What is expected – If a line in the data holds the string "match", list it.

Material shown –
┄┄┄┄┄┄┄┄┄┄┄┄┄┄┄┄┄┄┄┄

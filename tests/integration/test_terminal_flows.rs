//! Integration Tests for Terminal Flows
//!
//! Drive the terminal the way the window does: submit lines, recall history,
//! complete input, and feed back stats results.

#[path = "../test_utils/mod.rs"]
mod test_utils;

use termfolio::models::EntryKind;
use termfolio::stats::{parse_stats, FetchError};
use termfolio::terminal::{StatsRequest, STATS_FETCH_FAILED};
use termfolio::{EchoCommand, Submission, Terminal};
use test_utils::{create_test_terminal, hiscore_payload};

fn start_lookup(terminal: &mut Terminal, line: &str) -> StatsRequest {
    match terminal.submit(line) {
        Submission::FetchStats(request) => request,
        other => panic!("{:?} did not start a lookup: {:?}", line, other),
    }
}

fn section_titles(terminal: &Terminal) -> Vec<String> {
    terminal
        .output()
        .iter()
        .filter_map(|entry| match &entry.kind {
            EntryKind::Content {
                title: Some(title), ..
            } => Some(title.clone()),
            _ => None,
        })
        .collect()
}

#[test]
fn test_every_echo_command_renders() {
    let mut terminal = create_test_terminal();
    for command in EchoCommand::ALL {
        if command == EchoCommand::Runescape {
            continue;
        }
        let before = terminal.output().len();
        assert_eq!(terminal.submit(command.name()), Submission::Rendered);
        assert_eq!(terminal.output().len(), before + 2, "{}", command.name());
    }
    assert_eq!(terminal.history().len(), 8);
}

#[test]
fn test_unknown_command_adds_exactly_one_error() {
    let mut terminal = create_test_terminal();
    terminal.submit("help");
    let before = terminal.output().len();

    terminal.submit("sudo rm -rf /");

    let errors: Vec<_> = terminal.output().iter().filter(|e| e.is_error()).collect();
    assert_eq!(errors.len(), 1);
    assert_eq!(errors[0].plain_text(), "command not found: sudo rm -rf /");
    assert_eq!(terminal.output().len(), before + 2);
    assert_eq!(terminal.history().last(), Some("sudo rm -rf /"));
}

#[test]
fn test_blank_input_is_an_unknown_command() {
    let mut terminal = create_test_terminal();
    terminal.submit("help");

    for blank in ["", "   "] {
        let before = terminal.output().len();
        let errors_before = terminal.output().iter().filter(|e| e.is_error()).count();

        assert_eq!(terminal.submit(blank), Submission::Rendered);

        let entries = terminal.output().entries();
        assert_eq!(entries.len(), before + 2);
        assert!(entries[before].is_echo());
        assert_eq!(
            terminal.output().iter().filter(|e| e.is_error()).count(),
            errors_before + 1
        );
        assert_eq!(entries[before + 1].plain_text(), "command not found: ");
    }
    assert_eq!(terminal.history().entries(), &["help"]);
}

#[test]
fn test_blank_input_keeps_recall_position() {
    let mut terminal = create_test_terminal();
    terminal.submit("help");
    terminal.submit("skills");
    assert_eq!(terminal.recall_previous(), "skills");
    assert_eq!(terminal.recall_previous(), "help");

    terminal.submit("   ");
    assert_eq!(terminal.history().cursor(), 0);
    assert_eq!(terminal.recall_next(), "skills");
}

#[test]
fn test_clear_always_empties_log() {
    let mut terminal = create_test_terminal();
    assert_eq!(terminal.submit("clear"), Submission::Cleared);
    assert!(terminal.output().is_empty());

    for line in ["help", "nope", "skills", "ls -la"] {
        terminal.submit(line);
    }
    terminal.autocomplete("c");
    terminal.submit("clear");
    assert!(terminal.output().is_empty());
    assert_eq!(terminal.history().last(), Some("clear"));
}

#[test]
fn test_list_all_order_is_stable() {
    let mut terminal = create_test_terminal();
    let expected = vec![
        "help", "whoami", "experience", "skills", "projects", "homelab", "github", "contact",
    ];

    terminal.submit("whoami");
    terminal.submit("ls -la");
    assert_eq!(section_titles(&terminal), expected);
    assert!(terminal.output().entries()[0].is_echo());

    terminal.submit("ls -la");
    assert_eq!(section_titles(&terminal), expected);
    assert_eq!(terminal.output().len(), 9);
}

#[test]
fn test_completion_flows() {
    let mut terminal = create_test_terminal();
    assert_eq!(terminal.autocomplete("he"), "help");
    assert_eq!(terminal.autocomplete("ls"), "ls -la");

    assert_eq!(terminal.autocomplete("c"), "c");
    let last = terminal.output().last().unwrap();
    assert_eq!(
        last.kind,
        EntryKind::Candidates(vec!["clear".into(), "contact".into(), "cv".into()])
    );

    // Completion is literal and case-sensitive
    let before = terminal.output().len();
    assert_eq!(terminal.autocomplete("HE"), "HE");
    assert_eq!(terminal.output().len(), before);
}

#[test]
fn test_history_walk_after_mixed_input() {
    let mut terminal = create_test_terminal();
    for line in ["Help", "  ", "bogus", "cv"] {
        terminal.submit(line);
    }
    assert_eq!(terminal.history().entries(), &["Help", "bogus", "cv"]);

    assert_eq!(terminal.recall_previous(), "cv");
    assert_eq!(terminal.recall_previous(), "bogus");
    assert_eq!(terminal.recall_previous(), "Help");
    assert_eq!(terminal.recall_previous(), "Help");
    assert_eq!(terminal.history().cursor(), 0);

    terminal.submit("skills");
    assert_eq!(terminal.history().cursor(), 4);
    assert_eq!(terminal.recall_next(), "");
}

#[test]
fn test_runescape_success_renders_every_skill() {
    let mut terminal = create_test_terminal();
    let request = start_lookup(&mut terminal, "RuneScape");
    assert_eq!(terminal.output().len(), 1);

    let stats = parse_stats(&hiscore_payload(30)).unwrap();
    terminal.complete_stats(request, Ok(stats));

    let text = terminal.output().last().unwrap().plain_text();
    assert!(text.contains("- Overall: Level 10 (XP: 1,000)"));
    assert!(text.contains("- Construction: Level 33 (XP: 24,000)"));
    assert!(text.contains("over 22 years"));
}

#[test]
fn test_runescape_failure_renders_message() {
    let mut terminal = create_test_terminal();
    let request = start_lookup(&mut terminal, "runescape");
    terminal.complete_stats(
        request,
        Err(FetchError::AllProxiesFailed { attempts: vec![] }.into()),
    );
    let last = terminal.output().last().unwrap();
    assert!(last.is_error());
    assert_eq!(last.plain_text(), STATS_FETCH_FAILED);
}

#[test]
fn test_late_stats_after_clear_leave_log_empty() {
    let mut terminal = create_test_terminal();
    let request = start_lookup(&mut terminal, "runescape");
    terminal.submit("clear");

    let stats = parse_stats(&hiscore_payload(24)).unwrap();
    terminal.complete_stats(request, Ok(stats));
    assert!(terminal.output().is_empty());
    assert!(!terminal.stats_pending());
}

#[test]
fn test_stats_land_under_their_own_echo() {
    let mut terminal = create_test_terminal();
    let stale = start_lookup(&mut terminal, "runescape");
    terminal.submit("ls -la");
    let fresh = start_lookup(&mut terminal, "runescape");

    terminal.complete_stats(stale, Err(FetchError::NoProxies.into()));
    terminal.complete_stats(fresh, Err(FetchError::NoProxies.into()));

    let entries = terminal.output().entries();
    assert_eq!(entries.len(), 9 + 2);
    assert_eq!(entries[9].plain_text(), "> runescape");
    assert_eq!(entries[10].plain_text(), STATS_FETCH_FAILED);
    assert_eq!(entries.iter().filter(|e| e.is_error()).count(), 1);
}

┄┄┄┄┄┄┄┄┄┄┄┄┄┄┄┄┄┄┄┄

Response box –
    match terminal.submit(line) {
        .filter_map(|entry| match &entry.kind {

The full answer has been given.